Task to carry out:
Please report how many lines in these records contain the string "RunReport", and give nothing besides the number.

Records shown:
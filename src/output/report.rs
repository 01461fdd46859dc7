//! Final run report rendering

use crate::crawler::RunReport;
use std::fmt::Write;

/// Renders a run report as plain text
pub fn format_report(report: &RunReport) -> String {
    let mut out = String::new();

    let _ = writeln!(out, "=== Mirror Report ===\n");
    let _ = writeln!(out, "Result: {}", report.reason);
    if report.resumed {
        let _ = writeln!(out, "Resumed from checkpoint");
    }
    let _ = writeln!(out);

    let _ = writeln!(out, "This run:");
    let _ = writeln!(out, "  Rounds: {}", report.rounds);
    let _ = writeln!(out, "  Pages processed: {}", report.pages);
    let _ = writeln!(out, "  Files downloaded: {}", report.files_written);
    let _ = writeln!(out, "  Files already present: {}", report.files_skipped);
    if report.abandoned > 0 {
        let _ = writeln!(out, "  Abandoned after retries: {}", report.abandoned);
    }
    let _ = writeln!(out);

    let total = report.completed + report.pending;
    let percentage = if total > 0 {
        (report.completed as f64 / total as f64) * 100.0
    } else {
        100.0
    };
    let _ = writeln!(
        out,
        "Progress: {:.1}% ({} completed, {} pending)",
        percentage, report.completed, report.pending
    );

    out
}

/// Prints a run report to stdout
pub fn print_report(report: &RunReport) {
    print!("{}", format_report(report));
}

==

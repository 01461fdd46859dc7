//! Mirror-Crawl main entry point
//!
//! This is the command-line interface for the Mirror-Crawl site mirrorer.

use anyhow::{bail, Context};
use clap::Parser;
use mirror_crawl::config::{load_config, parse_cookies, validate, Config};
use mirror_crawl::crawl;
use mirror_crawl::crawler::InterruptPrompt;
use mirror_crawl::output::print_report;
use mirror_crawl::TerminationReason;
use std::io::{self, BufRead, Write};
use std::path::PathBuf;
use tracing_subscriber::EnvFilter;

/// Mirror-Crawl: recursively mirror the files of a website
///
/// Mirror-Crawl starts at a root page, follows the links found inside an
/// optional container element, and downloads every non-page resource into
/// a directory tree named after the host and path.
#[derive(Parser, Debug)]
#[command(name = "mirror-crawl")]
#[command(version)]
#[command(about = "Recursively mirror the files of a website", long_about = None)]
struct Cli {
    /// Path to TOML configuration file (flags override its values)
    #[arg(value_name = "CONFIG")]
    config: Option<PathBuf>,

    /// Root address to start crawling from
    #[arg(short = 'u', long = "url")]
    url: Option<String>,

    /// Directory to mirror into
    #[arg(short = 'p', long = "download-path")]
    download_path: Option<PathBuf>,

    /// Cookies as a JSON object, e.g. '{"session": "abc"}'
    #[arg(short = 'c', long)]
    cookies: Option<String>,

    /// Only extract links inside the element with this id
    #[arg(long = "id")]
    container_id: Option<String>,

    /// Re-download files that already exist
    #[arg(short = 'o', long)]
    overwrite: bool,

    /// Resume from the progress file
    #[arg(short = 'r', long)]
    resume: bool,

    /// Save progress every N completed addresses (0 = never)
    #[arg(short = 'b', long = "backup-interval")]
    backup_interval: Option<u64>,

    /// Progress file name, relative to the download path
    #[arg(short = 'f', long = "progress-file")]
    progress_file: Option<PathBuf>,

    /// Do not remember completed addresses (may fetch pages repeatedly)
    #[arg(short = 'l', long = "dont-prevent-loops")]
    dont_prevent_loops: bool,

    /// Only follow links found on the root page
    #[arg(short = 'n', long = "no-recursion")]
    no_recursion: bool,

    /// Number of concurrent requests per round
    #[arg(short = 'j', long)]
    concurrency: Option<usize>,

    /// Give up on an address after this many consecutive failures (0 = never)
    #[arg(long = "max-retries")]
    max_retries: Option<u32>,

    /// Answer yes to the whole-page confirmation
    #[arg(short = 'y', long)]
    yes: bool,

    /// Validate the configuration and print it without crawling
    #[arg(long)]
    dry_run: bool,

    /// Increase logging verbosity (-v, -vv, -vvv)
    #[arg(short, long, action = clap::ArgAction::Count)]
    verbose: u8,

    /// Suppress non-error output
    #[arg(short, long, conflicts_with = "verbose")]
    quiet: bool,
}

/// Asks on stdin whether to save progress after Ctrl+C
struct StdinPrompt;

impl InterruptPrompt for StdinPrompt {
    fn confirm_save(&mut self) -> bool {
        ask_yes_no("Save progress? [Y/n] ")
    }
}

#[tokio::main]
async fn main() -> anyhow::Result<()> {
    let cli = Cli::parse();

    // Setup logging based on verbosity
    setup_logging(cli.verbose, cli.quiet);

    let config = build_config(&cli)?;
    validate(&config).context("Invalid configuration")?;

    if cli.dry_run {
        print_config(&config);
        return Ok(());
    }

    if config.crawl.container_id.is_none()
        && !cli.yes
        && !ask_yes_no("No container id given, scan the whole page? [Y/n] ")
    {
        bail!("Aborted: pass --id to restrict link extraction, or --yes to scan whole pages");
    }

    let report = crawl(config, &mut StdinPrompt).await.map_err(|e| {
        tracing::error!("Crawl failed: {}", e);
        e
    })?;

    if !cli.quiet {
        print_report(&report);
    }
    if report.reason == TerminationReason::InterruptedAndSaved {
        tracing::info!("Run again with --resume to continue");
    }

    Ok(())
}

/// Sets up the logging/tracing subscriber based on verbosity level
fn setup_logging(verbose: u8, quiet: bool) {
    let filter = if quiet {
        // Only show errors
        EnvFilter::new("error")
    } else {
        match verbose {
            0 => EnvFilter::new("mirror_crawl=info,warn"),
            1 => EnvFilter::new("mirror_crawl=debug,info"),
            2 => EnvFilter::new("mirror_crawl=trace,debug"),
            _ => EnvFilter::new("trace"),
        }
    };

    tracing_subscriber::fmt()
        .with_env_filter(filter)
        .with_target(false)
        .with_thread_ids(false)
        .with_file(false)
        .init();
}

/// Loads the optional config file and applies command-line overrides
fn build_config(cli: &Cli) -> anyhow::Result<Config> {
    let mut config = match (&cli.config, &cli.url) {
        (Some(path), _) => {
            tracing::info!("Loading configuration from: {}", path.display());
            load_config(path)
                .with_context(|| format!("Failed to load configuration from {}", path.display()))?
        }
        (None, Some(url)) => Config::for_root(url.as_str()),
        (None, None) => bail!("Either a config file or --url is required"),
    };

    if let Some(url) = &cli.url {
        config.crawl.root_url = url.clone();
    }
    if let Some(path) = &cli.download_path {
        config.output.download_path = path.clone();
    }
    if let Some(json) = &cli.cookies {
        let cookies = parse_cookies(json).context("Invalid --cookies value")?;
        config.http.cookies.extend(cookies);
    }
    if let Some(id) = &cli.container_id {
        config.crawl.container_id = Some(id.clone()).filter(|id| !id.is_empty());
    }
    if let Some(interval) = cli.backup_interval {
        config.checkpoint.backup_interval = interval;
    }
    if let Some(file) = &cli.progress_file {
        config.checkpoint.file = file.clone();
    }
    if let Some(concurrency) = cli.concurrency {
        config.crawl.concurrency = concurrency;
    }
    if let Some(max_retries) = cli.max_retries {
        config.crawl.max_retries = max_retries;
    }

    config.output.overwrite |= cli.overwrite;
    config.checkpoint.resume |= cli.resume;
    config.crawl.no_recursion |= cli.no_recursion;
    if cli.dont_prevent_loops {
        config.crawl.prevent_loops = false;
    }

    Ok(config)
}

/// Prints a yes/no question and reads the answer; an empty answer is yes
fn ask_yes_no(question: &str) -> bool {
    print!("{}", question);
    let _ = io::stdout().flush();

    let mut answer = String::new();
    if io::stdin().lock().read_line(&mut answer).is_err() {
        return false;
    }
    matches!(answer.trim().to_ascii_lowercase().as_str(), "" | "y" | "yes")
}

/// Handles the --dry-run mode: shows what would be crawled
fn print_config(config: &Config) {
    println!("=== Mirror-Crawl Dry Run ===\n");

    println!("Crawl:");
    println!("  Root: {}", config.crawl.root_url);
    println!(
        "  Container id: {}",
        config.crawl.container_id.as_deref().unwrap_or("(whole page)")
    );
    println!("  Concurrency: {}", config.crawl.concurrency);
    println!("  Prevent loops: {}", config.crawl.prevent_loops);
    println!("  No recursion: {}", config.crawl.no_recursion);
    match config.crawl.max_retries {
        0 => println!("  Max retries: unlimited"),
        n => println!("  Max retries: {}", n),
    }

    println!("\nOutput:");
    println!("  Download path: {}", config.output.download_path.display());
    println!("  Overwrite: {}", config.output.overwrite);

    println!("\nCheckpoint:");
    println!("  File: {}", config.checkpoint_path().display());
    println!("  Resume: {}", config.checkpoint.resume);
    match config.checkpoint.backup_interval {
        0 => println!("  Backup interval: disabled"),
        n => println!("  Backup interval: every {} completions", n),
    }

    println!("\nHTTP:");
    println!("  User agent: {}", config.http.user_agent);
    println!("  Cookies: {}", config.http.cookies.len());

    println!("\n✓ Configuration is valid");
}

...

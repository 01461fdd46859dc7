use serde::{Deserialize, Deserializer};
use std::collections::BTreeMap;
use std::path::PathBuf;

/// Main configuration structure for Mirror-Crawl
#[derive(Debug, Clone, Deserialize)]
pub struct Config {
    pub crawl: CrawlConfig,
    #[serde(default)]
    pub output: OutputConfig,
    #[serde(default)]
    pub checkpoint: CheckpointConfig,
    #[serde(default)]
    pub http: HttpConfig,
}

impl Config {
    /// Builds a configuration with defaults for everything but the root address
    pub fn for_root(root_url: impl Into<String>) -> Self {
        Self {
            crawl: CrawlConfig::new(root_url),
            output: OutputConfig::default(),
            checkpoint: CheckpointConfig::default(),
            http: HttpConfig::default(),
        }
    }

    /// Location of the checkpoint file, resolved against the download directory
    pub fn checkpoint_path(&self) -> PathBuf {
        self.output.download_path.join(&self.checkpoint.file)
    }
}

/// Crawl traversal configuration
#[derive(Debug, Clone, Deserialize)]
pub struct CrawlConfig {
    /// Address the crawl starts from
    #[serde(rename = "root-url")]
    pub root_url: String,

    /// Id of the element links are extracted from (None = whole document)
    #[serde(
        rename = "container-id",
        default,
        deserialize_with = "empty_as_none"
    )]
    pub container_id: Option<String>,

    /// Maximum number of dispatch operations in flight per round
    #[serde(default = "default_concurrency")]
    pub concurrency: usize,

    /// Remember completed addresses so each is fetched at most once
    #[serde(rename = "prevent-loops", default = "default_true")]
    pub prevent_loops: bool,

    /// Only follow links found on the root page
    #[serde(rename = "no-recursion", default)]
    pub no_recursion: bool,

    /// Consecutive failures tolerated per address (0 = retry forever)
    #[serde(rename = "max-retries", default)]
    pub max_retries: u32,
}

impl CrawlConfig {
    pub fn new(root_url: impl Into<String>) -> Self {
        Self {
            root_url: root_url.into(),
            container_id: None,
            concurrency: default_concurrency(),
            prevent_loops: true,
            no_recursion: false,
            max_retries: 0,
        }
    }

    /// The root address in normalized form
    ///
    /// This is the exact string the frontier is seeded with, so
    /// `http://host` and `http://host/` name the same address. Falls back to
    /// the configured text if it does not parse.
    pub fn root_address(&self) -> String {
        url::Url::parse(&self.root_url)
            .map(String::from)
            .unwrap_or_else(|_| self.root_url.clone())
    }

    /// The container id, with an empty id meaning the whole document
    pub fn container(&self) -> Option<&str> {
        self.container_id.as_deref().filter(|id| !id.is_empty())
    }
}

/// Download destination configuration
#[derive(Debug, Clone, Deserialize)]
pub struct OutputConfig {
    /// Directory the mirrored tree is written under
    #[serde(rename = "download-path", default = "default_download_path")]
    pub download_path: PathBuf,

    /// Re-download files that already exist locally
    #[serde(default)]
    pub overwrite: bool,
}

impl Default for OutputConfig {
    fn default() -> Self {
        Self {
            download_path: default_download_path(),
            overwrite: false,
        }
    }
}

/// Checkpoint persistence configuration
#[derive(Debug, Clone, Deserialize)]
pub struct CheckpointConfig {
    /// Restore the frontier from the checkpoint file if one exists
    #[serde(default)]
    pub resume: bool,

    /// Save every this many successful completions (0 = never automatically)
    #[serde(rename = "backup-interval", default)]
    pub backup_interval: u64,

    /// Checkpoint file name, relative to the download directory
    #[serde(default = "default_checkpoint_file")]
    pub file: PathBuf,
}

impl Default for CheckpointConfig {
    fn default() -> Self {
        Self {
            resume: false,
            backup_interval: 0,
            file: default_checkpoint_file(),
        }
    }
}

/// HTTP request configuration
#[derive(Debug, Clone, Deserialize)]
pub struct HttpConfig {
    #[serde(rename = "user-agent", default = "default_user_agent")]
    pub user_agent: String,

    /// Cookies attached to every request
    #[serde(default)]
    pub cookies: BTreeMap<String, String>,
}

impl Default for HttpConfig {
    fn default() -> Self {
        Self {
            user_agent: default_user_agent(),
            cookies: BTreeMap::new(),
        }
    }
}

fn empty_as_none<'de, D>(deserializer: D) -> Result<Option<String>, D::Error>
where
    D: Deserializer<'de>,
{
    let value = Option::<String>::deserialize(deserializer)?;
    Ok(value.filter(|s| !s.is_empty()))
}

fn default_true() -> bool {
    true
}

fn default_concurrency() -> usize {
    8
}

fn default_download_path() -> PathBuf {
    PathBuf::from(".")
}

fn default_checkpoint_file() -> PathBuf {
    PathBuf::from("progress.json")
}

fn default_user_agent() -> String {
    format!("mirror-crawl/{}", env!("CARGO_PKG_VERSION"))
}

Response to this task:
3